WHAT YOU NEED TO DO:
Where "angle" appears in a line of the entries below, that line should be copied.

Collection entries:
//! Deterministic simulation module
//!
//! All gameplay logic lives here. This module must be pure and deterministic:
//! - One tick per animation frame, no wall-clock reads
//! - Seeded RNG only
//! - Stable iteration order (brick insertion order)
//! - No rendering, audio or platform dependencies; effects leave as signals

pub mod collision;
pub mod state;
pub mod tick;

pub use collision::{Rect, ball_rect_overlap};
pub use state::{
    Ball, BallOutcome, Board, Brick, GamePhase, GameState, Paddle, Particle, RenderFrame, Signal,
};
pub use tick::{TickInput, generate_bricks, tick};
//! Neon Breaker - a brick-breaker arcade game simulation core
//!
//! Core modules:
//! - `sim`: Deterministic simulation (physics, collisions, game state)
//! - `dispatch`: Signal fan-out to external sound/visual handlers
//! - `tuning`: Data-driven game balance
//!
//! Rendering, UI screens and audio synthesis are external collaborators:
//! the core exposes a [`sim::RenderFrame`] snapshot per tick and emits
//! [`sim::Signal`]s for presentation layers to react to.

pub mod dispatch;
pub mod sim;
pub mod tuning;

pub use dispatch::{Dispatcher, SignalHandler};
pub use tuning::Tuning;

/// Game configuration constants
///
/// These are the stock values; [`tuning::Tuning`] carries the same knobs
/// as runtime-loadable data and defaults to them.
pub mod consts {
    /// Paddle dimensions (pixels)
    pub const PADDLE_WIDTH: f32 = 100.0;
    pub const PADDLE_HEIGHT: f32 = 15.0;
    /// Distance of the paddle's top edge from the board bottom
    pub const PADDLE_OFFSET: f32 = 50.0;

    /// Ball defaults
    pub const BALL_RADIUS: f32 = 8.0;
    /// Speed at serve (pixels per tick)
    pub const BALL_SPEED_BASE: f32 = 6.0;
    /// Speed cap; paddle hits can never push past this
    pub const BALL_SPEED_MAX: f32 = 12.0;
    /// Multiplicative speed-up per paddle contact
    pub const PADDLE_SPEEDUP: f32 = 1.05;
    /// Horizontal velocity per pixel of offset from paddle center
    pub const PADDLE_SPIN: f32 = 0.15;
    /// Half-width of the launch cone around straight-up (radians)
    pub const LAUNCH_CONE: f32 = 0.4;

    /// Brick field layout
    pub const BRICK_ROWS: usize = 5;
    pub const BRICK_COLS: usize = 8;
    pub const BRICK_GAP: f32 = 10.0;
    pub const BRICK_HEIGHT: f32 = 25.0;
    /// Horizontal padding between the field and the board edges
    pub const FIELD_PADDING: f32 = 20.0;
    /// Y coordinate of the first brick row
    pub const FIELD_TOP: f32 = 80.0;

    /// Score per destroyed brick
    pub const BRICK_SCORE: u64 = 10;
    /// Lives at round start
    pub const START_LIVES: u8 = 3;

    /// Particle burst sizes
    pub const PADDLE_BURST: usize = 8;
    pub const BRICK_BURST: usize = 12;
    pub const DEATH_BURST: usize = 20;
    pub const WIN_BURST: usize = 100;

    /// Row colors, cycled by row index (0xRRGGBB)
    pub const BRICK_PALETTE: [u32; 5] = [
        0xbc13fe, // Purple
        0x00f3ff, // Cyan
        0x00ff88, // Green
        0xffff00, // Yellow
        0xff0055, // Red
    ];

    /// Paddle spark color
    pub const SPARK_COLOR: u32 = 0xffffff;
    /// Ball-loss burst color
    pub const DEATH_COLOR: u32 = 0xff0055;
    /// Win celebration burst color
    pub const WIN_COLOR: u32 = 0x00ff88;
}
#[cfg(test)]
mod tests {
    use super::*;
    use proptest::prelude::*;

    fn test_state() -> GameState {
        GameState::new(42, 800.0, 600.0)
    }

    #[test]
    fn test_paddle_tracks_and_clamps() {
        let mut state = test_state();
        state.paddle.track(400.0, 800.0);
        assert_eq!(state.paddle.x, 350.0);

        state.paddle.track(-500.0, 800.0);
        assert_eq!(state.paddle.x, 0.0);

        state.paddle.track(5000.0, 800.0);
        assert_eq!(state.paddle.x, 800.0 - state.paddle.width);
    }

    #[test]
    fn test_paddle_track_idempotent() {
        let mut state = test_state();
        state.paddle.track(123.0, 800.0);
        let first = state.paddle.x;
        state.paddle.track(123.0, 800.0);
        assert_eq!(state.paddle.x, first);
    }

    #[test]
    fn test_ball_reset_invariants() {
        let mut state = test_state();
        let paddle = state.paddle.clone();
        let tuning = state.tuning.clone();
        state.ball.reset(&paddle, &tuning, &mut state.rng);
        let ball = &state.ball;

        assert!(!ball.launched);
        assert_eq!(ball.speed, state.tuning.ball_speed_base);
        assert!((ball.vel.length() - ball.speed).abs() < 1e-3);
        // Launch direction within the upward cone
        assert!(ball.vel.y < 0.0);
        let angle = ball.vel.y.atan2(ball.vel.x);
        let off_vertical = (angle + std::f32::consts::FRAC_PI_2).abs();
        assert!(off_vertical <= state.tuning.launch_cone + 1e-4);
        // Slaved just above the paddle top-center
        assert_eq!(ball.pos.x, state.paddle.center_x());
        assert!(ball.pos.y < state.paddle.y);
    }

    #[test]
    fn test_ball_launch_one_way() {
        let mut state = test_state();
        assert!(!state.ball.launched);
        state.ball.launch();
        assert!(state.ball.launched);
        state.ball.launch();
        assert!(state.ball.launched);
    }

    #[test]
    fn test_unlaunched_ball_slaves_to_paddle() {
        let mut state = test_state();
        state.paddle.track(200.0, 800.0);
        let mut signals = Vec::new();
        let mut ball = state.ball.clone();
        let outcome = ball.advance(&state.board, &state.paddle, &state.tuning, &mut signals);
        assert_eq!(outcome, BallOutcome::Live);
        assert!(signals.is_empty());
        assert_eq!(ball.pos.x, state.paddle.center_x());
    }

    #[test]
    fn test_wall_bounce_clamps_and_flips() {
        // Board 800x600, ball heading at the right wall at speed 6
        let state = test_state();
        let mut ball = Ball {
            pos: Vec2::new(796.0, 300.0),
            vel: Vec2::new(6.0, 0.0),
            speed: 6.0,
            radius: 8.0,
            launched: true,
        };
        let mut signals = Vec::new();
        let outcome = ball.advance(&state.board, &state.paddle, &state.tuning, &mut signals);

        assert_eq!(outcome, BallOutcome::Live);
        assert_eq!(ball.pos.x, 800.0 - ball.radius);
        assert_eq!(ball.vel.x, -6.0);
        assert_eq!(signals, vec![Signal::WallBounce]);
        assert!((ball.vel.length() - ball.speed).abs() < 1e-3);
    }

    #[test]
    fn test_bottom_contact_is_loss_not_bounce() {
        let state = test_state();
        let mut ball = Ball {
            pos: Vec2::new(400.0, 598.0),
            vel: Vec2::new(0.0, 6.0),
            speed: 6.0,
            radius: 8.0,
            launched: true,
        };
        let mut signals = Vec::new();
        let outcome = ball.advance(&state.board, &state.paddle, &state.tuning, &mut signals);

        assert_eq!(outcome, BallOutcome::BottomOut);
        // Not reflected; the driver resets it
        assert_eq!(ball.vel.y, 6.0);
        assert!(signals.is_empty());
    }

    #[test]
    fn test_paddle_hit_speeds_up_and_renormalizes() {
        let state = test_state();
        let paddle = &state.paddle;
        let mut ball = Ball {
            pos: Vec2::new(paddle.center_x() + 20.0, paddle.y - 10.0),
            vel: Vec2::new(0.0, 6.0),
            speed: 6.0,
            radius: 8.0,
            launched: true,
        };
        let mut signals = Vec::new();
        ball.advance(&state.board, paddle, &state.tuning, &mut signals);

        assert!(matches!(signals.as_slice(), [Signal::PaddleHit { .. }]));
        // Speed increased by the paddle factor and velocity renormalized
        assert!((ball.speed - 6.0 * state.tuning.paddle_speedup).abs() < 1e-3);
        assert!((ball.vel.length() - ball.speed).abs() < 1e-3);
        // Moving up, repositioned above the paddle surface
        assert!(ball.vel.y < 0.0);
        assert_eq!(ball.pos.y, paddle.y - ball.radius);
        // Spin pushes away from center in the offset direction
        assert!(ball.vel.x > 0.0);
    }

    #[test]
    fn test_paddle_hit_speed_capped() {
        let state = test_state();
        let paddle = &state.paddle;
        let mut ball = Ball {
            pos: Vec2::new(paddle.center_x(), paddle.y - 10.0),
            vel: Vec2::new(0.0, state.tuning.ball_speed_max),
            speed: state.tuning.ball_speed_max,
            radius: 8.0,
            launched: true,
        };
        let mut signals = Vec::new();
        ball.advance(&state.board, paddle, &state.tuning, &mut signals);

        assert_eq!(ball.speed, state.tuning.ball_speed_max);
        assert!((ball.vel.length() - ball.speed).abs() < 1e-3);
    }

    #[test]
    fn test_spawn_particles_randomized_and_bounded() {
        let mut state = test_state();
        state.spawn_particles(Vec2::new(100.0, 100.0), 0xffffff, 12);
        assert_eq!(state.particles.len(), 12);
        for p in &state.particles {
            assert_eq!(p.life, 1.0);
            assert!(p.decay >= 0.02 && p.decay < 0.04);
            assert!(p.size >= 1.0 && p.size < 4.0);
            assert!(p.vel.x.abs() < 3.0 && p.vel.y.abs() < 3.0);
        }
    }

    #[test]
    fn test_resize_recomputes_paddle_offset() {
        let mut state = test_state();
        state.resize(1024.0, 768.0);
        assert_eq!(state.board.width, 1024.0);
        assert_eq!(state.paddle.y, 768.0 - state.tuning.paddle_offset);
    }

    #[test]
    fn test_render_frame_reports_alive_bricks_only() {
        let mut state = test_state();
        let total = state.bricks.len();
        state.bricks[0].alive = false;
        state.bricks[5].alive = false;
        let frame = state.render_frame();
        assert_eq!(frame.bricks.len(), total - 2);
        assert_eq!(frame.score, 0);
        assert_eq!(frame.lives, state.tuning.start_lives);
    }

    #[test]
    fn test_state_serde_round_trip() {
        let state = test_state();
        let json = serde_json::to_string(&state).unwrap();
        let restored: GameState = serde_json::from_str(&json).unwrap();
        assert_eq!(restored.seed, state.seed);
        assert_eq!(restored.bricks.len(), state.bricks.len());
        assert_eq!(restored.ball.pos, state.ball.pos);
        // Particles are render-only and not persisted
        assert!(restored.particles.is_empty());
    }

    proptest! {
        /// The paddle never leaves the board, whatever the pointer does.
        #[test]
        fn prop_paddle_stays_in_bounds(pointer_x in -1.0e4f32..1.0e4) {
            let mut state = GameState::new(1, 800.0, 600.0);
            state.paddle.track(pointer_x, state.board.width);
            prop_assert!(state.paddle.x >= 0.0);
            prop_assert!(state.paddle.x + state.paddle.width <= state.board.width);
        }

        /// |velocity| == speed holds after any serve.
        #[test]
        fn prop_reset_normalizes_velocity(seed in 0u64..10_000) {
            let state = GameState::new(seed, 800.0, 600.0);
            let ball = &state.ball;
            prop_assert!((ball.vel.length() - ball.speed).abs() < 1e-3);
        }
    }
}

SOLUTION FOR THIS EXERCISE:
        let angle = ball.vel.y.atan2(ball.vel.x);
        let off_vertical = (angle + std::f32::consts::FRAC_PI_2).abs();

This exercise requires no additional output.